Stage A 和 Stage B 用于压缩图像，类似于 Stable Diffusion 中 VAE 的工作。然而，通过这种设置，可以实现更高的图像压缩。虽然 Stable Diffusion 模型使用 8 倍的空间压缩因子，将分辨率为 1024 x 1024 的图像编码为 128 x 128，但 Stable Cascade 实现了 42 倍的压缩因子。这可以将 1024 x 1024 的图像编码为 24 x 24，同时能够准确解码图像。这带来了训练和推理成本大幅降低的巨大好处。此外，Stage C 负责根据文本提示生成 24 x 24 的小潜在空间。

Stage C 模型在 24 x 24 的小潜在空间上运行，并根据文本提示去噪潜在空间。
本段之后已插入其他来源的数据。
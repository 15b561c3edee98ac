//! Instruction model for the stack VM
//!
//! This crate provides the instruction records the code generator emits and
//! the seam through which they reach an assembler.
//!
//! # Features
//!
//! - Typed operands (register, numeral, address, label)
//! - Nested emission trees flattened once into a chunk
//! - Value kinds, pointers and materialized primitives
//! - [`Assembler`] trait with a text [`ListingAssembler`]
//!
//! # Example
//!
//! ```
//! use bytecode_system::{Assembler, BytecodeChunk, Emission, Instruction, ListingAssembler};
//!
//! let tree = Emission::Block(vec![
//!     Emission::from(Instruction::label("fn-0")),
//!     Emission::sequence([Instruction::load(0, "addr"), Instruction::sum("addr", 1)]),
//! ]);
//!
//! let chunk = BytecodeChunk::from_emission(tree);
//! assert_eq!(chunk.instruction_count(), 3);
//!
//! let bytes = ListingAssembler::new().assemble(&chunk).unwrap();
//! assert!(String::from_utf8(bytes).unwrap().starts_with("::fn-0"));
//! ```

#![warn(missing_docs)]
#![warn(clippy::all)]

pub mod assembler;
pub mod chunk;
pub mod instruction;
pub mod opcode;
pub mod value;

// Re-export main types at crate root
pub use assembler::{Assembler, ListingAssembler};
pub use chunk::{BytecodeChunk, Emission};
pub use instruction::{Instruction, Operand};
pub use opcode::Opcode;
pub use value::{Primitive, ValueKind, ValuePointer};
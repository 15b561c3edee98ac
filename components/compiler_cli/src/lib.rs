//! Script compiler CLI library
//!
//! Provides the argument definitions and the [`Driver`] that runs the
//! compiler on behalf of the `scriptc` binary.

#![warn(missing_docs)]
#![warn(clippy::all)]

pub mod cli;
pub mod driver;
pub mod error;

pub use cli::Cli;
pub use driver::Driver;
pub use error::{CliError, CliResult};
//! Instruction containers
//!
//! Converters return nested [`Emission`] trees so each construct can hand
//! back its children's output without copying; the tree is flattened once
//! into a [`BytecodeChunk`] before it reaches the assembler.

use crate::instruction::Instruction;
use serde::Serialize;

/// A possibly nested list of instructions produced by a converter
#[derive(Debug, Clone, PartialEq, Eq, Default)]
pub enum Emission {
    /// Nothing was emitted
    #[default]
    Empty,
    /// A single instruction
    Instruction(Instruction),
    /// Children in emission order
    Block(Vec<Emission>),
}

impl Emission {
    /// Emission with no instructions
    pub fn empty() -> Self {
        Emission::Empty
    }

    /// Wrap a sequence of instructions
    pub fn sequence(instructions: impl IntoIterator<Item = Instruction>) -> Self {
        Emission::Block(
            instructions
                .into_iter()
                .map(Emission::Instruction)
                .collect(),
        )
    }

    /// Count the instructions contained at any depth
    pub fn instruction_count(&self) -> usize {
        match self {
            Emission::Empty => 0,
            Emission::Instruction(_) => 1,
            Emission::Block(children) => children.iter().map(Emission::instruction_count).sum(),
        }
    }

    /// True when no instruction is contained at any depth
    pub fn is_empty(&self) -> bool {
        self.instruction_count() == 0
    }

    /// Flatten the tree in emission order
    pub fn flatten(self) -> Vec<Instruction> {
        let mut out = Vec::with_capacity(self.instruction_count());
        self.flatten_into(&mut out);
        out
    }

    fn flatten_into(self, out: &mut Vec<Instruction>) {
        match self {
            Emission::Empty => {}
            Emission::Instruction(inst) => out.push(inst),
            Emission::Block(children) => {
                for child in children {
                    child.flatten_into(out);
                }
            }
        }
    }
}

impl From<Instruction> for Emission {
    fn from(inst: Instruction) -> Self {
        Emission::Instruction(inst)
    }
}

impl From<Vec<Emission>> for Emission {
    fn from(children: Vec<Emission>) -> Self {
        Emission::Block(children)
    }
}

/// A flat instruction list ready for the assembler
#[derive(Debug, Clone, PartialEq, Eq, Default, Serialize)]
pub struct BytecodeChunk {
    /// Sequence of instructions
    pub instructions: Vec<Instruction>,
}

impl BytecodeChunk {
    /// Create a new empty chunk
    pub fn new() -> Self {
        Self::default()
    }

    /// Flatten an emission tree into a chunk
    pub fn from_emission(emission: Emission) -> Self {
        Self {
            instructions: emission.flatten(),
        }
    }

    /// Append one instruction
    pub fn emit(&mut self, instruction: Instruction) {
        self.instructions.push(instruction);
    }

    /// Get the number of instructions
    pub fn instruction_count(&self) -> usize {
        self.instructions.len()
    }

    /// Names of every label record, in order
    pub fn labels(&self) -> Vec<&str> {
        self.instructions
            .iter()
            .filter_map(|inst| match inst {
                Instruction::Label(name) => Some(name.as_str()),
                Instruction::Op { .. } => None,
            })
            .collect()
    }

    /// Human-readable assembly, one instruction per line
    pub fn listing(&self) -> String {
        let mut out = String::new();
        for inst in &self.instructions {
            if !inst.is_label() {
                out.push_str("    ");
            }
            out.push_str(&inst.to_string());
            out.push('\n');
        }
        out
    }
}

#[cfg(test)]
mod tests {
    use super::*;

    #[test]
    fn test_flatten_preserves_order() {
        let tree = Emission::Block(vec![
            Emission::Instruction(Instruction::label("fn-0")),
            Emission::Block(vec![
                Emission::Empty,
                Emission::sequence([Instruction::load(0, "addr"), Instruction::sum("addr", 1)]),
            ]),
            Emission::Instruction(Instruction::jump(0)),
        ]);
        assert_eq!(tree.instruction_count(), 4);
        let flat = tree.flatten();
        assert!(flat[0].is_label());
        assert_eq!(flat[3], Instruction::jump(0));
    }

    #[test]
    fn test_empty_emission() {
        assert!(Emission::empty().is_empty());
        assert!(Emission::Block(vec![Emission::Empty, Emission::Block(vec![])]).is_empty());
    }

    #[test]
    fn test_chunk_listing() {
        let mut chunk = BytecodeChunk::new();
        chunk.emit(Instruction::label("fn-0"));
        chunk.emit(Instruction::jump(16));
        assert_eq!(chunk.listing(), "::fn-0\n    jump %10\n");
        assert_eq!(chunk.labels(), vec!["fn-0"]);
    }
}
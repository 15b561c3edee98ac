//! Unit tests for SourcePosition and SourceMap

use core_types::{SourceMap, SourcePosition};

#[cfg(test)]
mod source_position_tests {
    use super::*;

    #[test]
    fn test_source_position_equality() {
        let a = SourcePosition::new("main", 4, 2);
        let b = SourcePosition::new("main", 4, 2);
        let c = SourcePosition::new("other", 4, 2);
        assert_eq!(a, b);
        assert_ne!(a, c);
    }

    #[test]
    fn test_source_position_clone_shares_origin() {
        let a = SourcePosition::new("main", 0, 0);
        let b = a.clone();
        assert_eq!(a.origin, b.origin);
    }
}

#[cfg(test)]
mod source_map_tests {
    use super::*;

    fn map() -> SourceMap {
        let mut map = SourceMap::new();
        map.insert("main", "first line\nsecond line\nthird");
        map
    }

    #[test]
    fn test_source_map_starts_empty() {
        let map = SourceMap::new();
        assert!(map.is_empty());
        assert_eq!(map.len(), 0);
    }

    #[test]
    fn test_source_map_insert_and_get() {
        let map = map();
        assert_eq!(map.len(), 1);
        assert!(map.get("main").unwrap().starts_with("first"));
        assert!(map.get("nope").is_none());
    }

    #[test]
    fn test_source_map_replace() {
        let mut map = map();
        map.insert("main", "replaced");
        assert_eq!(map.get("main"), Some("replaced"));
        assert_eq!(map.len(), 1);
    }

    #[test]
    fn test_line_number_first_line() {
        let map = map();
        assert_eq!(map.line_number(&SourcePosition::new("main", 0, 1)), Some(1));
        assert_eq!(map.line_number(&SourcePosition::new("main", 9, 1)), Some(1));
    }

    #[test]
    fn test_line_number_later_lines() {
        let map = map();
        // "first line\n" is 11 characters
        assert_eq!(map.line_number(&SourcePosition::new("main", 11, 1)), Some(2));
        assert_eq!(map.line_number(&SourcePosition::new("main", 24, 1)), Some(3));
    }

    #[test]
    fn test_snippet_last_line_without_newline() {
        let map = map();
        let snippet = map.snippet(&SourcePosition::new("main", 25, 1)).unwrap();
        assert_eq!(snippet, "  3 | third");
    }

    #[test]
    fn test_snippet_counts_characters_not_bytes() {
        let mut map = SourceMap::new();
        map.insert("u", "'é'\nx");
        let snippet = map.snippet(&SourcePosition::new("u", 4, 1)).unwrap();
        assert_eq!(snippet, "  2 | x");
    }
}
//! Bytecode generation from constructs
//!
//! A depth-first walk over the construct tree. Each visit returns a nested
//! [`Emission`]; the tree is flattened once at the end of [`BytecodeGenerator::generate`].

use crate::ast::*;
use crate::context::{Context, ContextBuilder};
use crate::error::{range_error, reference_error, type_error};
use crate::lexer::{classify, string_value, TokenKind};
use crate::parser::parse;
use crate::precedence::{to_postfix, PostfixTerm};
use crate::resolver::{EmptyModuleResolver, ModuleResolver};
use bytecode_system::{BytecodeChunk, Emission, Instruction, Primitive, ValueKind, ValuePointer};
use core_types::{CompileResult, SourceMap};
use std::collections::HashMap;
use std::rc::Rc;
use tracing::{debug, trace, warn};

/// Register holding the stack pointer
const STACK_REGISTER: &str = "addr";

/// Push the return slot: load the stack pointer and bump it
fn push_stack() -> Emission {
    Emission::sequence([
        Instruction::load(0, STACK_REGISTER),
        Instruction::sum(STACK_REGISTER, 1),
    ])
}

/// Name under which an import's functions are bound.
///
/// The last `/` segment of the specifier, so `lib/io` binds `io.name`.
/// `None` when that segment cannot be spelled as an identifier.
fn import_namespace(specifier: &str) -> Option<&str> {
    let segment = specifier.rsplit('/').next()?;
    (classify(segment) == Some(TokenKind::Identifier)).then_some(segment)
}

/// Lower a literal or symbol reference to its primitive
pub fn materialize(value: &Value, context: &Context<'_>) -> CompileResult<Primitive> {
    if let [ValuePart::Token(token)] = value.parts.as_slice() {
        return match token.kind {
            TokenKind::Integer => {
                let out_of_range = || {
                    range_error(
                        format!("Integer literal `{}` does not fit in one byte", token.source),
                        token,
                    )
                };
                let number: i64 = token.source.parse().map_err(|_| out_of_range())?;
                let byte = match number {
                    0..=255 => number as u8,
                    -128..=-1 => number as i8 as u8,
                    _ => return Err(out_of_range()),
                };
                Ok(Primitive::raw_byte(byte))
            }
            TokenKind::String => Ok(Primitive::string(&string_value(&token.source))),
            TokenKind::Boolean => Ok(Primitive::raw_byte(u8::from(token.source == "true"))),
            TokenKind::Identifier => {
                let pointer = context.resolve_symbol(token)?;
                Ok(Primitive::pointer(pointer.address))
            }
            _ => Err(type_error(
                format!("Token `{}` is not a value", token.source),
                Some(token),
            )),
        };
    }

    match value.path_name() {
        Some(name) => {
            let pointer = context.resolve_name(&name, value.first_token())?;
            Ok(Primitive::pointer(pointer.address))
        }
        None => Err(type_error(
            "Value of this shape cannot be materialized",
            value.first_token(),
        )),
    }
}

/// Bytecode generator that converts constructs to instructions
pub struct BytecodeGenerator {
    next_label: usize,
    resolver: Rc<dyn ModuleResolver>,
    modules: HashMap<String, Rc<ScriptRoot>>,
    sources: SourceMap,
    loading: Vec<String>,
}

impl BytecodeGenerator {
    /// Create a generator whose imports resolve to empty scripts
    pub fn new() -> Self {
        Self::with_resolver(Rc::new(EmptyModuleResolver))
    }

    /// Create a generator resolving imports through `resolver`
    pub fn with_resolver(resolver: Rc<dyn ModuleResolver>) -> Self {
        Self {
            next_label: 0,
            resolver,
            modules: HashMap::new(),
            sources: SourceMap::new(),
            loading: Vec::new(),
        }
    }

    /// Generate the flat instruction list for a script
    pub fn generate(&mut self, script: &ScriptRoot) -> CompileResult<BytecodeChunk> {
        let root = Context::root();
        let emission = self.visit_script(script, &root)?;
        let chunk = BytecodeChunk::from_emission(emission);
        debug!(
            statements = script.statements.len(),
            instructions = chunk.instruction_count(),
            "generated script"
        );
        Ok(chunk)
    }

    fn fresh_label(&mut self) -> String {
        let label = format!("fn-{}", self.next_label);
        self.next_label += 1;
        label
    }

    fn load_module(&mut self, specifier: &str) -> CompileResult<Rc<ScriptRoot>> {
        if let Some(module) = self.modules.get(specifier) {
            return Ok(Rc::clone(module));
        }
        let module = match self.resolver.source(specifier) {
            Some(source) => {
                self.sources.insert(specifier, source.as_str());
                parse(&source, specifier)?
            }
            None => {
                warn!(specifier, "module not found; import resolves to an empty script");
                ScriptRoot {
                    statements: Vec::new(),
                }
            }
        };
        let module = Rc::new(module);
        self.modules.insert(specifier.to_string(), Rc::clone(&module));
        Ok(module)
    }

    /// Source text of every module loaded so far, keyed by specifier
    pub fn into_sources(self) -> SourceMap {
        self.sources
    }

    fn visit_construct(&mut self, construct: &Construct, context: &Context<'_>) -> CompileResult<Emission> {
        match construct {
            Construct::ScriptRoot(script) => self.visit_script(script, context),
            Construct::Statement(statement) => self.visit_statement(statement, context),
            Construct::Import(import) => self.visit_import(import),
            Construct::Function(function) => self.visit_function(function, context),
            Construct::Call(call) => self.visit_call(call, context),
            Construct::Expression(expression) => self.visit_expression(expression, context),
            Construct::Value(value) => self.visit_value(value, context),
            Construct::Export(_)
            | Construct::Module(_)
            | Construct::List(_)
            | Construct::Dictionary(_)
            | Construct::PropertyAccessor(_) => {
                trace!(construct = %construct.kind(), "no emission");
                Ok(Emission::empty())
            }
        }
    }

    fn visit_script(&mut self, script: &ScriptRoot, parent: &Context<'_>) -> CompileResult<Emission> {
        let mut builder = ContextBuilder::new();
        for name in script.named_functions() {
            builder = builder.symbol(name.source.clone(), ValuePointer::new(0, ValueKind::Function));
        }
        for statement in &script.statements {
            if let Construct::Import(import) = statement.inner.as_ref() {
                for token in &import.specifiers {
                    let specifier = string_value(&token.source);
                    let module = self.load_module(&specifier)?;
                    let Some(namespace) = import_namespace(&specifier) else {
                        warn!(specifier = %specifier, "import cannot be named in source; its functions stay unbound");
                        continue;
                    };
                    for name in module.named_functions() {
                        builder = builder.symbol(
                            format!("{}.{}", namespace, name.source),
                            ValuePointer::new(0, ValueKind::Function),
                        );
                    }
                }
            }
        }

        let scope = builder.build_child(parent);
        let mut out = Vec::with_capacity(script.statements.len());
        for statement in &script.statements {
            out.push(self.visit_statement(statement, &scope)?);
        }
        Ok(Emission::Block(out))
    }

    fn visit_statement(&mut self, statement: &Statement, context: &Context<'_>) -> CompileResult<Emission> {
        self.visit_construct(&statement.inner, context)
    }

    fn visit_import(&mut self, import: &Import) -> CompileResult<Emission> {
        let mut out = Vec::with_capacity(import.specifiers.len());
        for token in &import.specifiers {
            let specifier = string_value(&token.source);
            if self.loading.contains(&specifier) {
                return Err(reference_error(
                    format!("Cyclic import of `{}`.", specifier),
                    Some(token),
                ));
            }
            let module = self.load_module(&specifier)?;
            debug!(specifier = %specifier, statements = module.statements.len(), "inlining import");

            self.loading.push(specifier);
            let root = Context::root();
            let inlined = self.visit_script(&module, &root);
            self.loading.pop();
            out.push(inlined?);
        }
        Ok(Emission::Block(out))
    }

    fn visit_function(&mut self, function: &Function, context: &Context<'_>) -> CompileResult<Emission> {
        let label = self.fresh_label();

        let mut builder = ContextBuilder::new();
        for param in &function.signature.params {
            let kind = match &param.type_ref {
                Some(type_ref) => context.resolve_type(type_ref)?,
                None => ValueKind::Raw,
            };
            builder = builder.symbol(param.name.source.clone(), ValuePointer::new(0, kind));
        }
        if let Some(return_type) = &function.signature.return_type {
            context.resolve_type(return_type)?;
        }

        let scope = builder.build_child(context);
        trace!(
            label = %label,
            name = function.signature.name.as_ref().map(|t| t.source.as_str()).unwrap_or("<anonymous>"),
            depth = scope.depth(),
            "function"
        );
        let body = self.visit_expression(&function.body, &scope)?;
        Ok(Emission::Block(vec![Instruction::label(label).into(), body]))
    }

    fn visit_call(&mut self, call: &Call, context: &Context<'_>) -> CompileResult<Emission> {
        let mut out = Vec::with_capacity(call.arguments.len() + 2);
        for argument in &call.arguments {
            out.push(self.visit_expression(argument, context)?);
        }

        let name = call.callee.path_name().ok_or_else(|| {
            type_error("Only named functions can be called", call.callee.first_token())
        })?;
        let pointer = context.resolve_name(&name, call.callee.first_token())?;

        out.push(push_stack());
        out.push(Instruction::jump(pointer.address).into());
        Ok(Emission::Block(out))
    }

    fn visit_expression(&mut self, expression: &Expression, context: &Context<'_>) -> CompileResult<Emission> {
        let mut out = Vec::new();
        for term in to_postfix(expression)? {
            match term {
                PostfixTerm::Operand(value) => out.push(self.visit_value(value, context)?),
                // Arithmetic lowering is not emitted yet
                PostfixTerm::Operator(op, token) => {
                    trace!(operator = %op, offset = token.offset, "operator");
                }
            }
        }
        Ok(Emission::Block(out))
    }

    fn visit_value(&mut self, value: &Value, context: &Context<'_>) -> CompileResult<Emission> {
        match value.as_construct() {
            Some(construct) => self.visit_construct(construct, context),
            None => {
                let primitive = materialize(value, context)?;
                trace!(kind = %primitive.kind, bytes = ?primitive.bytes, "materialized value");
                Ok(Emission::empty())
            }
        }
    }
}

impl Default for BytecodeGenerator {
    fn default() -> Self {
        Self::new()
    }
}
//! Compilation driver for the CLI
//!
//! The [`Driver`] wraps a [`Compiler`] session, optionally dumps the
//! intermediate stages as JSON and hands back the assembled binary.

use crate::cli::Cli;
use crate::error::{CliError, CliResult};
use parser::{Compiler, ModuleResolver};
use std::io::Write;
use tracing::debug;

/// Runs one compilation per call and reports intermediate stages
pub struct Driver {
    compiler: Compiler,
    print_tokens: bool,
    print_ast: bool,
    print_instructions: bool,
}

impl Driver {
    /// Create a driver that prints nothing but the result
    ///
    /// # Example
    /// ```
    /// use compiler_cli::Driver;
    ///
    /// let mut driver = Driver::new();
    /// let mut report = Vec::new();
    /// let binary = driver.compile_string("id(x) => x", "main", &mut report).unwrap();
    /// assert_eq!(String::from_utf8(binary).unwrap(), "::fn-0\n");
    /// assert!(report.is_empty());
    /// ```
    pub fn new() -> Self {
        Self {
            compiler: Compiler::new(),
            print_tokens: false,
            print_ast: false,
            print_instructions: false,
        }
    }

    /// Configure the reports requested on the command line
    pub fn from_cli(cli: &Cli) -> Self {
        Self::new()
            .with_print_tokens(cli.print_tokens)
            .with_print_ast(cli.print_ast)
            .with_print_instructions(cli.print_instructions)
    }

    /// Enable token stream printing
    pub fn with_print_tokens(mut self, enabled: bool) -> Self {
        self.print_tokens = enabled;
        self
    }

    /// Enable syntax tree printing
    pub fn with_print_ast(mut self, enabled: bool) -> Self {
        self.print_ast = enabled;
        self
    }

    /// Enable instruction printing
    pub fn with_print_instructions(mut self, enabled: bool) -> Self {
        self.print_instructions = enabled;
        self
    }

    /// Resolve imports through `resolver`
    pub fn with_resolver(mut self, resolver: impl ModuleResolver + 'static) -> Self {
        self.compiler = self.compiler.with_resolver(resolver);
        self
    }

    /// Compile the file at `path`
    ///
    /// # Errors
    /// Returns `CliError` if the file cannot be read or does not compile
    pub fn compile_file(&mut self, path: &str, origin: &str, report: &mut dyn Write) -> CliResult<Vec<u8>> {
        let source = std::fs::read_to_string(path)?;
        debug!(path, bytes = source.len(), "read source");
        self.compile_string(&source, origin, report)
    }

    /// Compile `source`, writing the requested JSON reports to `report`
    ///
    /// Reports are only written once the whole source compiled, so a
    /// failing input never produces partial output.
    pub fn compile_string(&mut self, source: &str, origin: &str, report: &mut dyn Write) -> CliResult<Vec<u8>> {
        let compilation = self.compiler.run(source, origin)?;

        if self.print_tokens {
            writeln!(report, "{}", serde_json::to_string_pretty(&compilation.tokens)?)?;
        }
        if self.print_ast {
            writeln!(report, "{}", serde_json::to_string_pretty(&compilation.script)?)?;
        }
        if self.print_instructions {
            writeln!(report, "{}", serde_json::to_string_pretty(&compilation.chunk)?)?;
        }

        Ok(self.compiler.assemble(&compilation.chunk)?)
    }

    /// Render an error for the terminal
    ///
    /// Compile errors are followed by the offending source line when the
    /// origin was compiled in this session.
    pub fn describe(&self, error: &CliError) -> String {
        match error {
            CliError::Compile(err) => match err.snippet(self.compiler.sources()) {
                Some(snippet) => format!("{}\n{}", err, snippet),
                None => err.to_string(),
            },
            other => other.to_string(),
        }
    }
}

impl Default for Driver {
    fn default() -> Self {
        Self::new()
    }
}

#[cfg(test)]
mod tests {
    use super::*;
    use parser::MapModuleResolver;

    #[test]
    fn test_compile_string_listing() {
        let mut driver = Driver::new();
        let mut report = Vec::new();
        let binary = driver
            .compile_string("id(x) => x\nid(1)", "main", &mut report)
            .unwrap();
        let listing = String::from_utf8(binary).unwrap();
        assert!(listing.starts_with("::fn-0\n"));
        assert!(report.is_empty());
    }

    #[test]
    fn test_print_instructions_report() {
        let mut driver = Driver::new().with_print_instructions(true);
        let mut report = Vec::new();
        driver.compile_string("f(x) => x", "main", &mut report).unwrap();
        let json: serde_json::Value = serde_json::from_slice(&report).unwrap();
        assert_eq!(json["instructions"][0]["Label"], "fn-0");
    }

    #[test]
    fn test_failed_compile_writes_no_report() {
        let mut driver = Driver::new().with_print_tokens(true).with_print_ast(true);
        let mut report = Vec::new();
        assert!(driver.compile_string("f(a b)", "main", &mut report).is_err());
        assert!(report.is_empty());
    }

    #[test]
    fn test_describe_includes_snippet() {
        let mut driver = Driver::new();
        let err = driver
            .compile_string("f(x) => x\nmissing(1)", "main", &mut Vec::new())
            .unwrap_err();
        assert_eq!(
            driver.describe(&err),
            "ReferenceError: Reference to unknown symbol `missing`.\n  2 | missing(1)"
        );
    }

    #[test]
    fn test_reports_come_from_one_run() {
        let mut driver = Driver::new()
            .with_print_tokens(true)
            .with_print_ast(true)
            .with_print_instructions(true);
        let mut report = Vec::new();
        driver.compile_string("f(x) => x", "main", &mut report).unwrap();

        let text = String::from_utf8(report).unwrap();
        let documents: Vec<serde_json::Value> = serde_json::Deserializer::from_str(&text)
            .into_iter::<serde_json::Value>()
            .collect::<Result<_, _>>()
            .unwrap();
        assert_eq!(documents.len(), 3);
        assert_eq!(documents[0][1]["source"], "f");
        assert!(documents[1]["statements"].is_array());
        assert_eq!(documents[2]["instructions"][0]["Label"], "fn-0");
    }

    #[test]
    fn test_import_error_describes_module_line() {
        let mut driver =
            Driver::new().with_resolver(MapModuleResolver::new().with_module("bad", "f(x) => y"));
        let err = driver
            .compile_string("import 'bad'", "main", &mut Vec::new())
            .unwrap_err();
        assert!(driver.describe(&err).ends_with("  1 | f(x) => y"));
    }

    #[test]
    fn test_with_resolver() {
        let mut driver = Driver::new().with_resolver(MapModuleResolver::new().with_module("io", "println_out(s) => s"));
        let binary = driver
            .compile_string("import 'io'\nio.println_out('hi')", "main", &mut Vec::new())
            .unwrap();
        assert!(String::from_utf8(binary).unwrap().contains("jump %0"));
    }
}
//! Import resolution
//!
//! The code generator asks a [`ModuleResolver`] for the source text behind
//! each import specifier, then parses it under the specifier as origin.
//! Loading scripts from disk is left to the embedder.

use std::collections::HashMap;
use tracing::debug;

/// Source of imported scripts
pub trait ModuleResolver {
    /// Source text of the script named by `specifier` (quotes already
    /// removed), or `None` when the module is unknown.
    ///
    /// Unknown modules compile as empty scripts.
    fn source(&self, specifier: &str) -> Option<String>;
}

/// Knows no modules, so every import resolves to an empty script
#[derive(Debug, Clone, Copy, Default)]
pub struct EmptyModuleResolver;

impl ModuleResolver for EmptyModuleResolver {
    fn source(&self, _specifier: &str) -> Option<String> {
        None
    }
}

/// Resolves imports from in-memory sources
#[derive(Debug, Clone, Default)]
pub struct MapModuleResolver {
    sources: HashMap<String, String>,
}

impl MapModuleResolver {
    /// Empty resolver
    pub fn new() -> Self {
        Self::default()
    }

    /// Register the source text of `specifier`
    pub fn with_module(mut self, specifier: impl Into<String>, source: impl Into<String>) -> Self {
        self.sources.insert(specifier.into(), source.into());
        self
    }
}

impl ModuleResolver for MapModuleResolver {
    fn source(&self, specifier: &str) -> Option<String> {
        let source = self.sources.get(specifier)?;
        debug!(specifier, "resolving module from memory");
        Some(source.clone())
    }
}

#[cfg(test)]
mod tests {
    use super::*;

    #[test]
    fn test_empty_resolver() {
        assert_eq!(EmptyModuleResolver.source("io"), None);
    }

    #[test]
    fn test_map_resolver_source() {
        let resolver = MapModuleResolver::new().with_module("io", "println_out(s) => s");
        assert_eq!(resolver.source("io").as_deref(), Some("println_out(s) => s"));
        assert_eq!(resolver.source("missing"), None);
    }
}
fn build_dot_path(tokens: &[Token]) -> CompileResult<Value> {
    let segments = split_top_level(tokens, |t| t.is_punctuator(Punctuator::Dot))?;
    if segments.len() < 2 {
        return Err(invalid_syntax(ConstructKind::Value, tokens));
    }

    let mut parts = Vec::with_capacity(segments.len());
    for segment in segments {
        match segment.as_slice() {
            [] => return Err(construct_error(ConstructKind::Value, "Empty segment in dotted path", tokens)),
            [single] if single.kind == TokenKind::Identifier => parts.push(ValuePart::Token(single.clone())),
            [_] => return Err(invalid_syntax(ConstructKind::Value, tokens)),
            multiple => {
                let nested = build_value(multiple)?;
                parts.extend(nested.parts);
            }
        }
    }
    Ok(Value { parts })
}

/// Parser over a lexed token stream
pub struct Parser {
    tokens: Vec<Token>,
}

impl Parser {
    /// Create a parser over already lexed tokens
    pub fn new(tokens: Vec<Token>) -> Self {
        Self { tokens }
    }

    /// Lex `source` and create a parser over its tokens
    pub fn from_source(source: &str, origin: impl Into<Arc<str>>) -> CompileResult<Self> {
        Ok(Self::new(lex(source, origin)?))
    }

    /// Tokens this parser was created with
    pub fn tokens(&self) -> &[Token] {
        &self.tokens
    }

    /// Give back the token stream
    pub fn into_tokens(self) -> Vec<Token> {
        self.tokens
    }

    /// Parse the stream as a script
    pub fn parse_script(&self) -> CompileResult<ScriptRoot> {
        build_script_root(&self.tokens)
    }

    /// Parse the stream as a module (`module <name>` header line first)
    pub fn parse_module(&self) -> CompileResult<Module> {
        build_module(&self.tokens)
    }
}

/// Lex and parse `source` as a script
pub fn parse(source: &str, origin: impl Into<Arc<str>>) -> CompileResult<ScriptRoot> {
    Parser::from_source(source, origin)?.parse_script()
}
该模型也是 Cascade 管道中最大的组件，旨在与 StableCascadePriorPipeline 一起使用。

Stage B 和 Stage A 模型与 StableCascadeDecoderPipeline 一起使用，负责根据 24 x 24 的小潜在空间生成最终图像。

使用示例

python

import torch
from diffusers import StableCascadeDecoderPipeline, StableCascadePriorPipeline

prompt = "an image of a shiba inu, donning a spacesuit and helmet"
negative_prompt = ""

prior = StableCascadePriorPipeline.from_pretrained("stabilityai/stable-cascade-prior", variant="bf16", torch_dtype=torch.bfloat16)
decoder = StableCascadeDecoderPipeline.from_pretrained("stabilityai/stable-cascade", variant="bf16", torch_dtype=torch.float16)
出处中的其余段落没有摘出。